*Raw data*
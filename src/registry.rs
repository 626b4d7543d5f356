use anyhow::{anyhow, Context, Result};
use serde::Deserialize;
use serde_json::Value;

/// One supported-network record from the vendor's chain registry.
#[derive(Debug, Clone, Deserialize)]
pub struct ChainRecord {
    pub caip_id: String,
    #[allow(dead_code)]
    pub network_name: String,
    #[serde(default)]
    #[allow(dead_code)]
    pub chain_id: Option<String>,
    #[serde(default)]
    #[allow(dead_code)]
    pub network_id: Option<String>,
    #[serde(default)]
    pub gsn_enabled: bool,
    #[serde(default)]
    pub sponsorship_enabled: bool,
}

/// The two policy flags the intent builder encodes into `policyInfo`.
#[derive(Debug, Clone, Copy, PartialEq, Eq)]
pub struct ChainPolicy {
    pub gsn_enabled: bool,
    pub sponsorship_enabled: bool,
}

/// Resolves a CAIP-2 id against the registry response. A missing chain is a
/// hard error and must stop the intent flow before any encoding happens.
pub fn resolve_policy(chains: &[ChainRecord], caip2_id: &str) -> Result<ChainPolicy> {
    chains
        .iter()
        .find(|c| c.caip_id == caip2_id)
        .map(|c| ChainPolicy {
            gsn_enabled: c.gsn_enabled,
            sponsorship_enabled: c.sponsorship_enabled,
        })
        .ok_or_else(|| anyhow!("chain not supported: {caip2_id}"))
}

#[derive(Debug, Clone)]
pub struct RegistryClient {
    base_url: String,
    auth_token: String,
    http: reqwest::Client,
}

impl RegistryClient {
    pub fn new(base_url: String, auth_token: String) -> Self {
        Self {
            base_url,
            auth_token,
            http: reqwest::Client::new(),
        }
    }

    /// Fetches the supported-network list.
    pub async fn supported_chains(&self) -> Result<Vec<ChainRecord>> {
        let url = format!("{}/api/oc/v1/supported/networks", self.base_url);
        let resp = self
            .http
            .get(&url)
            .bearer_auth(&self.auth_token)
            .send()
            .await
            .with_context(|| format!("GET {url} failed"))?;

        let status = resp.status();
        let body: Value = resp.json().await.context("failed to decode JSON")?;

        if !status.is_success() {
            return Err(anyhow!("HTTP {}: {}", status, body));
        }

        parse_networks(&body)
    }
}

fn parse_networks(body: &Value) -> Result<Vec<ChainRecord>> {
    let items = body
        .get("data")
        .and_then(|d| d.get("network"))
        .ok_or_else(|| anyhow!("missing data.network in registry response"))?;
    serde_json::from_value(items.clone()).context("malformed registry network record")
}

#[cfg(test)]
mod tests {
    use super::*;
    use serde_json::json;

    fn sample_body() -> Value {
        json!({
            "status": "success",
            "data": {
                "network": [
                    {
                        "caip_id": "eip155:137",
                        "network_name": "POLYGON",
                        "chain_id": "137",
                        "network_id": "ae506585-0ba7-32f3-8b92-120ddf940198",
                        "gsn_enabled": false,
                        "sponsorship_enabled": true
                    },
                    {
                        "caip_id": "eip155:8453",
                        "network_name": "BASE",
                        "chain_id": "8453"
                    }
                ]
            }
        })
    }

    #[test]
    fn parses_registry_response() {
        let chains = parse_networks(&sample_body()).unwrap();
        assert_eq!(chains.len(), 2);
        assert_eq!(chains[0].network_name, "POLYGON");
        assert!(chains[0].sponsorship_enabled);
        // Missing flags default to false.
        assert!(!chains[1].gsn_enabled);
        assert!(!chains[1].sponsorship_enabled);
    }

    #[test]
    fn rejects_unexpected_response_shape() {
        assert!(parse_networks(&json!({ "data": {} })).is_err());
    }

    #[test]
    fn resolves_known_chain_policy() {
        let chains = parse_networks(&sample_body()).unwrap();
        let policy = resolve_policy(&chains, "eip155:137").unwrap();
        assert_eq!(
            policy,
            ChainPolicy {
                gsn_enabled: false,
                sponsorship_enabled: true
            }
        );
    }

    #[test]
    fn unknown_chain_is_an_error() {
        let chains = parse_networks(&sample_body()).unwrap();
        let err = resolve_policy(&chains, "eip155:1").unwrap_err();
        assert_eq!(err.to_string(), "chain not supported: eip155:1");
    }
}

*Directions for this task*
Each entry, exactly as written, should be set down once more.

*Task response*
filename src/registry.rs
repository 626b4d7543d5f356
use anyhow::{anyhow, Context, Result};
use serde::Deserialize;
use serde_json::Value;

/// One supported-network record from the vendor's chain registry.
#[derive(Debug, Clone, Deserialize)]
pub struct ChainRecord {
    pub caip_id: String,
    #[allow(dead_code)]
    pub network_name: String,
    #[serde(default)]
    #[allow(dead_code)]
    pub chain_id: Option<String>,
    #[serde(default)]
    #[allow(dead_code)]
    pub network_id: Option<String>,
    #[serde(default)]
    pub gsn_enabled: bool,
    #[serde(default)]
    pub sponsorship_enabled: bool,
}

/// The two policy flags the intent builder encodes into `policyInfo`.
#[derive(Debug, Clone, Copy, PartialEq, Eq)]
pub struct ChainPolicy {
    pub gsn_enabled: bool,
    pub sponsorship_enabled: bool,
}

/// Resolves a CAIP-2 id against the registry response. A missing chain is a
/// hard error and must stop the intent flow before any encoding happens.
pub fn resolve_policy(chains: &[ChainRecord], caip2_id: &str) -> Result<ChainPolicy> {
    chains
        .iter()
        .find(|c| c.caip_id == caip2_id)
        .map(|c| ChainPolicy {
            gsn_enabled: c.gsn_enabled,
            sponsorship_enabled: c.sponsorship_enabled,
        })
        .ok_or_else(|| anyhow!("chain not supported: {caip2_id}"))
}

#[derive(Debug, Clone)]
pub struct RegistryClient {
    base_url: String,
    auth_token: String,
    http: reqwest::Client,
}

impl RegistryClient {
    pub fn new(base_url: String, auth_token: String) -> Self {
        Self {
            base_url,
            auth_token,
            http: reqwest::Client::new(),
        }
    }

    /// Fetches the supported-network list.
    pub async fn supported_chains(&self) -> Result<Vec<ChainRecord>> {
        let url = format!("{}/api/oc/v1/supported/networks", self.base_url);
        let resp = self
            .http
            .get(&url)
            .bearer_auth(&self.auth_token)
            .send()
            .await
            .with_context(|| format!("GET {url} failed"))?;

        let status = resp.status();
        let body: Value = resp.json().await.context("failed to decode JSON")?;

        if !status.is_success() {
            return Err(anyhow!("HTTP {}: {}", status, body));
        }

        parse_networks(&body)
    }
}

fn parse_networks(body: &Value) -> Result<Vec<ChainRecord>> {
    let items = body
        .get("data")
        .and_then(|d| d.get("network"))
        .ok_or_else(|| anyhow!("missing data.network in registry response"))?;
    serde_json::from_value(items.clone()).context("malformed registry network record")
}

#[cfg(test)]
mod tests {
    use super::*;
    use serde_json::json;

    fn sample_body() -> Value {
        json!({
            "status": "success",
            "data": {
                "network": [
                    {
                        "caip_id": "eip155:137",
                        "network_name": "POLYGON",
                        "chain_id": "137",
                        "network_id": "ae506585-0ba7-32f3-8b92-120ddf940198",
                        "gsn_enabled": false,
                        "sponsorship_enabled": true
                    },
                    {
                        "caip_id": "eip155:8453",
                        "network_name": "BASE",
                        "chain_id": "8453"
                    }
                ]
            }
        })
    }

    #[test]
    fn parses_registry_response() {
        let chains = parse_networks(&sample_body()).unwrap();
        assert_eq!(chains.len(), 2);
        assert_eq!(chains[0].network_name, "POLYGON");
        assert!(chains[0].sponsorship_enabled);
        // Missing flags default to false.
        assert!(!chains[1].gsn_enabled);
        assert!(!chains[1].sponsorship_enabled);
    }

    #[test]
    fn rejects_unexpected_response_shape() {
        assert!(parse_networks(&json!({ "data": {} })).is_err());
    }

    #[test]
    fn resolves_known_chain_policy() {
        let chains = parse_networks(&sample_body()).unwrap();
        let policy = resolve_policy(&chains, "eip155:137").unwrap();
        assert_eq!(
            policy,
            ChainPolicy {
                gsn_enabled: false,
                sponsorship_enabled: true
            }
        );
    }

    #[test]
    fn unknown_chain_is_an_error() {
        let chains = parse_networks(&sample_body()).unwrap();
        let err = resolve_policy(&chains, "eip155:1").unwrap_err();
        assert_eq!(err.to_string(), "chain not supported: eip155:1");
    }
}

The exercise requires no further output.